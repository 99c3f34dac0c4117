use futures::{SinkExt, StreamExt, future};
use tokio_tungstenite::tungstenite;
use tracing::debug;

use super::{Connector, Link};
use crate::endpoints::ChatEndpoints;
use crate::error::TransportError;
use crate::model::Room;

/// Connects to `ws(s)://{host}/ws/chat/{room}/`.
///
/// Only text frames are surfaced; pings are answered by tungstenite and a
/// close frame ends the stream.
#[derive(Clone, Debug)]
pub struct WsConnector {
    endpoints: ChatEndpoints,
}

impl WsConnector {
    pub fn new(endpoints: ChatEndpoints) -> Self {
        Self { endpoints }
    }
}

impl Connector for WsConnector {
    async fn connect(&self, room: &Room) -> Result<Link, TransportError> {
        let url = self.endpoints.stream_url(room);
        debug!(%url, "connecting");
        let (ws_stream, _) = tokio_tungstenite::connect_async(url.as_str())
            .await
            .map_err(TransportError::from_tungstenite)?;

        let (write, read) = ws_stream.split();

        let sink = write
            .sink_map_err(TransportError::from_tungstenite)
            .with(|text: String| {
                future::ready(Ok::<_, TransportError>(tungstenite::Message::Text(
                    text.into(),
                )))
            });

        let stream = read.filter_map(|item| {
            future::ready(match item {
                Ok(tungstenite::Message::Text(text)) => Some(Ok(text.as_str().to_owned())),
                Ok(_) => None,
                Err(err) => Some(Err(TransportError::from_tungstenite(err))),
            })
        });

        Ok(Link {
            sink: Box::pin(sink),
            stream: stream.boxed(),
        })
    }
}
//! Room Sync - client-side core of a room-based chat
//!
//! Keeps exactly one room active, replays its recent history, streams live
//! messages for it, and sends the user's messages into it. Switching rooms
//! retires everything that belonged to the previous room; late results from
//! it are recognised by their generation and dropped.
//!
//! The crate has no UI. Frontends observe [`ViewChange`]s and feed
//! [`Command`]s in.
//!
//! # Example
//!
//! ```no_run
//! use room_sync::{
//!     ChatEndpoints, Command, HttpHistory, InputAction, RoomDirectory, RoomSession, SyncConfig,
//!     WsConnector,
//! };
//! use tokio::sync::mpsc;
//!
//! #[tokio::main]
//! async fn main() {
//!     let endpoints = ChatEndpoints::new("http://localhost:8000").unwrap();
//!     let rooms = RoomDirectory::new(["general", "random"]);
//!
//!     let (view_tx, mut view_rx) = mpsc::unbounded_channel();
//!     let mut session = RoomSession::new(
//!         rooms,
//!         HttpHistory::new(endpoints.clone()),
//!         WsConnector::new(endpoints),
//!         &SyncConfig::default(),
//!     )
//!     .with_identity(Some("alice"))
//!     .with_observer(view_tx);
//!     session.start(None);
//!
//!     let (commands, rx) = mpsc::channel(16);
//!     tokio::spawn(session.run(rx));
//!
//!     commands
//!         .send(Command::Input(InputAction::SetText("hello".into())))
//!         .await
//!         .unwrap();
//!     commands.send(Command::Input(InputAction::SendClicked)).await.unwrap();
//!
//!     while let Some(change) = view_rx.recv().await {
//!         println!("{change:?}");
//!     }
//! }
//! ```

pub mod compose;
pub mod config;
pub mod endpoints;
pub mod error;
pub mod history;
pub mod location;
pub mod model;
pub mod render;
pub mod session;
pub mod transport;
pub mod wire;

pub use compose::{InputAction, InputField, Key, OutboundComposer};
pub use config::{ReconnectPolicy, SyncConfig};
pub use endpoints::ChatEndpoints;
pub use error::{DecodeError, EndpointError, HistoryFetchError, TransportError, ValidationError};
pub use history::{HistoryBatch, HistoryLoader, HistorySource, HttpHistory};
pub use location::{Location, MemoryLocation, StateFileLocation};
pub use model::{ANONYMOUS, Generation, Message, Room, RoomDirectory, Session, Timestamp};
pub use render::{MessageRenderer, View, ViewChange, ViewEntry, sanitize_for_terminal};
pub use session::{Command, RoomSession, SessionEvent};
pub use transport::{
    ConnectionEvent, ConnectionId, ConnectionState, Connector, FrameSink, FrameStream, Link,
    TransportManager, WsConnector,
};
//! Type-graph synchronization and reload tests

use std::sync::Arc;

use taxograph::{
  constants::REL_ISA, AttrDef, AttrKind, Error, Instance, Manager, MatchSpec, MemoryStore,
  PropValue, TypeDef, TypeRegistry,
};

fn base_registry() -> Arc<TypeRegistry> {
  let registry = Arc::new(TypeRegistry::new());
  registry
    .register(TypeDef::named("Entity").attr(AttrDef::text("id").unique()))
    .unwrap();
  registry
}

#[test]
fn test_sync_converges_across_managers() {
  let store = Arc::new(MemoryStore::new());
  let registry = base_registry();
  registry
    .register(TypeDef::named("Animal").base("Entity"))
    .unwrap();

  let first = Manager::new(store.clone(), registry.clone());
  let second = Manager::new(store.clone(), registry);

  // independent sessions racing to establish the same chain end up with
  // one node per type and one is-a edge per parent pair
  first.ensure_type("Animal").unwrap();
  second.ensure_type("Animal").unwrap();
  first.ensure_type("Animal").unwrap();

  assert_eq!(store.node_count(), 2);
  assert_eq!(store.edge_count(REL_ISA), 1);
}

#[test]
fn test_duplicate_type_id_is_rejected() {
  let registry = base_registry();
  let err = registry.register(
    TypeDef::named("Entity").attr(AttrDef::uuid("id").unique()),
  );
  assert!(matches!(err, Err(Error::DuplicateType(id)) if id == "Entity"));
}

#[test]
fn test_diamond_hierarchy_instances_query_from_every_path() {
  let store = Arc::new(MemoryStore::new());
  let registry = base_registry();
  registry
    .register(TypeDef::named("Flying").base("Entity"))
    .unwrap();
  registry
    .register(TypeDef::named("Swimming").base("Entity"))
    .unwrap();
  registry
    .register(TypeDef::named("Duck").base("Flying").base("Swimming"))
    .unwrap();
  let manager = Manager::new(store.clone(), registry);

  manager.save(&Instance::of("Duck").set("id", "d1")).unwrap();

  // one shared Entity node, no duplicate edges over the redundant path
  assert_eq!(store.edge_count(REL_ISA), 4);

  // the duck is reachable through both parents and the shared root
  for type_id in ["Duck", "Flying", "Swimming", "Entity"] {
    assert_eq!(manager.query(MatchSpec::of(type_id)).count().unwrap(), 1, "{}", type_id);
  }
}

#[test]
fn test_multiple_inheritance_merges_attribute_chains() {
  let registry = base_registry();
  registry
    .register(
      TypeDef::named("Flying")
        .base("Entity")
        .attr(AttrDef::int("wingspan")),
    )
    .unwrap();
  registry
    .register(
      TypeDef::named("Swimming")
        .base("Entity")
        .attr(AttrDef::float("depth")),
    )
    .unwrap();
  registry
    .register(TypeDef::named("Duck").base("Flying").base("Swimming"))
    .unwrap();

  let manager = Manager::new(Arc::new(MemoryStore::new()), registry);
  let duck = manager
    .save(
      &Instance::of("Duck")
        .set("id", "d1")
        .set("wingspan", 90)
        .set("depth", 2.5),
    )
    .unwrap();

  assert_eq!(duck.get("wingspan"), Some(&PropValue::Int(90)));
  assert_eq!(duck.get("depth"), Some(&PropValue::Float(2.5)));
}

#[test]
fn test_load_types_rebuilds_registry_from_the_graph() {
  let store = Arc::new(MemoryStore::new());
  let registry = base_registry();
  registry
    .register(
      TypeDef::named("Animal")
        .base("Entity")
        .attr(AttrDef::text("name").unique())
        .attr(AttrDef::choice("mood", &["happy", "grumpy"])),
    )
    .unwrap();
  registry
    .register(TypeDef::named("Lion").base("Animal"))
    .unwrap();

  let writer = Manager::new(store.clone(), registry);
  writer
    .save(&Instance::of("Lion").set("id", "l1").set("name", "Tom").set("mood", "grumpy"))
    .unwrap();

  // a process that declared nothing loads the hierarchy from the store
  let fresh = Arc::new(TypeRegistry::new());
  let reader = Manager::new(store, fresh.clone());
  assert_eq!(reader.load_types().unwrap(), 3);

  // ids, base order and descriptors all came back
  let animal = fresh.get("Animal").unwrap();
  assert_eq!(animal.bases, vec!["Entity"]);
  assert_eq!(animal.attrs.len(), 2);
  assert_eq!(animal.attrs[1].kind, AttrKind::Choice(vec![
    "happy".to_string(),
    "grumpy".to_string(),
  ]));

  // and instances of the loaded types materialize
  let tom = reader.query(MatchSpec::of("Animal")).first().unwrap().unwrap();
  assert_eq!(tom.type_id, "Lion");
  assert_eq!(tom.get("mood"), Some(&PropValue::Text("grumpy".into())));

  // loading again registers nothing new
  assert_eq!(reader.load_types().unwrap(), 0);
}

#[test]
fn test_load_types_preserves_declared_base_order() {
  let store = Arc::new(MemoryStore::new());
  let registry = base_registry();
  registry
    .register(TypeDef::named("Flying").base("Entity"))
    .unwrap();
  registry
    .register(TypeDef::named("Swimming").base("Entity"))
    .unwrap();
  registry
    .register(TypeDef::named("Duck").base("Flying").base("Swimming"))
    .unwrap();
  Manager::new(store.clone(), registry).ensure_type("Duck").unwrap();

  let fresh = Arc::new(TypeRegistry::new());
  let reader = Manager::new(store, fresh.clone());
  reader.load_types().unwrap();

  assert_eq!(fresh.get("Duck").unwrap().bases, vec!["Flying", "Swimming"]);
}
//! Reserved names used by the persisted graph projection
//!
//! Every node written by the mapper carries a `__type__` property; type nodes
//! additionally carry `id` and `attrs`. Only `__type__` is reserved as an
//! attribute name — `id` stays free for the common unique-identifier
//! attribute, and `id`/`attrs` are only special on type nodes.

// ============================================================================
// Reserved property names
// ============================================================================

/// Property holding the type id of the object a node/edge was mapped from
pub const PROP_TYPE: &str = "__type__";

/// Property holding a type node's own type id
pub const PROP_ID: &str = "id";

/// Property holding the JSON projection of a type's declared descriptors
pub const PROP_ATTRS: &str = "attrs";

/// Names rejected as user attribute names at registration time
pub const RESERVED_PROPS: [&str; 1] = [PROP_TYPE];

// ============================================================================
// Structural edge kinds
// ============================================================================

/// Edge kind linking a type node to each of its direct bases
pub const REL_ISA: &str = "ISA";

/// Edge kind linking an instance node/edge to its exact type node
pub const REL_INSTANCE_OF: &str = "INSTANCEOF";

/// Edge property recording a base's declared position (parent order)
pub const PROP_BASE_INDEX: &str = "base_index";

// ============================================================================
// Type-node identity
// ============================================================================

/// The `__type__` value shared by all type nodes
pub const TYPE_NODE_TYPE: &str = "PersistableType";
····················
Scan the records above for the word "commands". Show each line in which it appears.

▶ [YOUR RESPONSE]
//!     let (commands, rx) = mpsc::channel(16);
//!     commands
//!     commands.send(Command::Input(InputAction::SendClicked)).await.unwrap();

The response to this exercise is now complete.